The amended application is dismissed.
The Applicant pay the costs of the First Respondent fixed in the amount of $7,200.00.
| FEDERAL CIRCUIT COURT OF AUSTRALIA AT SYDNEY |
SYG 1910 of 2016
| MAJD HAMMOUD |
Applicant
And
| MINISTER FOR IMMIGRATION & BORDER PROTECTION |
First Respondent
| ADMINISTRATIVE APPEALS TRIBUNAL |
Second Respondent
REASONS FOR JUDGMENT
Background
This is an application for a Constitutional writ within the Court’s jurisdiction in s.476 of the Migration Act 1958 (Cth) (“the Act”) in respect of a decision of the Administrative Appeals Tribunal (“the Tribunal”) made on 16 June 2016 affirming a decision of the delegate not to grant the applicant a Student (Temporary) (class TU) Higher Education Sector (subclass 573) visa. The applicant is a citizen of Lebanon.
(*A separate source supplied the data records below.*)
//! Fluid debug particle pass
//!
//! Draws every live solver particle as a camera-facing disc into the
//! G-buffer. The instance count comes straight from the solver's indirect
//! argument block, so no readback is needed.

use crate::core::types::Result;
use crate::fluid::solver::{FluidSolver, DRAW_ARGS_OFFSET};
use crate::frame::targets::{DEPTH_FORMAT, GBUFFER0_FORMAT};
use crate::render::shaders::ShaderKind;

/// Vertices of one particle quad
pub const PARTICLE_VERTEX_COUNT: u32 = 6;

pub struct ParticleDebugPipeline {
    pipeline: wgpu::RenderPipeline,
    positions_layout: wgpu::BindGroupLayout,
}

impl ParticleDebugPipeline {
    pub fn new(device: &wgpu::Device, frame_layout: &wgpu::BindGroupLayout) -> Result<Self> {
        let shader = ShaderKind::ParticleDebug.create_module(device)?;

        let positions_layout = device.create_bind_group_layout(&wgpu::BindGroupLayoutDescriptor {
            label: Some("particle_debug_positions_layout"),
            entries: &[wgpu::BindGroupLayoutEntry {
                binding: 0,
                visibility: wgpu::ShaderStages::VERTEX,
                ty: wgpu::BindingType::Buffer {
                    ty: wgpu::BufferBindingType::Storage { read_only: true },
                    has_dynamic_offset: false,
                    min_binding_size: None,
                },
                count: None,
            }],
        });

        let layout = device.create_pipeline_layout(&wgpu::PipelineLayoutDescriptor {
            label: Some("particle_debug_pipeline_layout"),
            bind_group_layouts: &[frame_layout, &positions_layout],
            immediate_size: 0,
        });

        let pipeline = device.create_render_pipeline(&wgpu::RenderPipelineDescriptor {
            label: Some("particle_debug_pipeline"),
            layout: Some(&layout),
            vertex: wgpu::VertexState {
                module: &shader,
                entry_point: Some("vs_particle"),
                buffers: &[],
                compilation_options: Default::default(),
            },
            primitive: wgpu::PrimitiveState {
                topology: wgpu::PrimitiveTopology::TriangleList,
                ..Default::default()
            },
            depth_stencil: Some(wgpu::DepthStencilState {
                format: DEPTH_FORMAT,
                depth_write_enabled: true,
                depth_compare: wgpu::CompareFunction::Less,
                stencil: wgpu::StencilState::default(),
                bias: wgpu::DepthBiasState::default(),
            }),
            multisample: wgpu::MultisampleState::default(),
            fragment: Some(wgpu::FragmentState {
                module: &shader,
                entry_point: Some("fs_particle"),
                targets: &[Some(wgpu::ColorTargetState {
                    format: GBUFFER0_FORMAT,
                    blend: None,
                    write_mask: wgpu::ColorWrites::ALL,
                })],
                compilation_options: Default::default(),
            }),
            multiview_mask: None,
            cache: None,
        });

        Ok(Self {
            pipeline,
            positions_layout,
        })
    }

    /// Bind group over the solver's particle positions; `None` while unloaded
    pub fn bind_positions(&self, device: &wgpu::Device, solver: &FluidSolver) -> Option<wgpu::BindGroup> {
        let positions = solver.positions_buffer()?;
        Some(device.create_bind_group(&wgpu::BindGroupDescriptor {
            label: Some("particle_debug_positions_bind_group"),
            layout: &self.positions_layout,
            entries: &[wgpu::BindGroupEntry {
                binding: 0,
                resource: positions.as_entire_binding(),
            }],
        }))
    }

    pub fn draw(
        &self,
        pass: &mut wgpu::RenderPass<'_>,
        frame_group: &wgpu::BindGroup,
        positions_group: &wgpu::BindGroup,
        solver: &FluidSolver,
    ) {
        let Some(args) = solver.args_buffer() else { return };
        pass.set_pipeline(&self.pipeline);
        pass.set_bind_group(0, frame_group, &[]);
        pass.set_bind_group(1, positions_group, &[]);
        pass.draw_indirect(args, DRAW_ARGS_OFFSET);
    }
}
The applicant was issued on 23 October 2015 with a notice of intention to consider cancellation of his visa. The cancellation notice referred to s.116(1)(b) of the Act, advancing that there was a condition that had not been complied with. The letter explained that based on the evidence available, it appears that the applicant had not enrolled in a registered course of study since 7 April 2014 and accordingly that the applicant did not meet the requirements of condition 8202(2)(a) of Schedule 8 to the Migration Regulations 1994 (Cth) (“the Regulations”).
The Delegate
On 11 November 2015, the delegate found that the ground for cancelling the Student (Temporary) (class TU) Higher Education Sector (subclass 573) visa had been made out and found that the grounds for cancelling the visa outweighed the grounds for not cancelling the visa. Accordingly, the delegate decided to cancel the visa. The delegate made reference to the fact that the applicant was notified of the intention to cancel and that the applicant was given an opportunity to respond and had failed to respond.
The Tribunal
On 16 November 2015, the applicant filed an application for review before the Tribunal. On 6 May 2016, the applicant was sent a letter which informed the applicant that the Tribunal had considered the material before it and was unable to make a favourable decision on that information alone. The applicant was invited to attend a hearing, to take place on 14 June 2016.
Prior to the hearing, on 1 June 2016 the applicant’s migration agent provided a written submission to the Tribunal. That written submission sought to explain why the applicant did not enrol in March 2014. Part of the explanation was that the applicant’s financial sponsor for his visa to come to Australia was his uncle and that soon after the death of his grandmother, there was a legal fight between the applicant’s uncle and the applicant’s father. The submissions noted that since the legal fight, the applicant’s uncle decided to discontinue his financial support for the applicant’s education in Australia and informed the applicant’s father just before the course was to begin. The submission submitted that that made a huge effect on the applicant’s life and future in Australia and that it was the key reason why the applicant could not continue his course.
The submissions asserted that the applicant was very close to a first cousin of a different name, who had decided to provide the applicant with financial support if his student visa can be reinstated. The applicant attended the hearing to give evidence and present arguments and was assisted also by his migration agent, present at that hearing.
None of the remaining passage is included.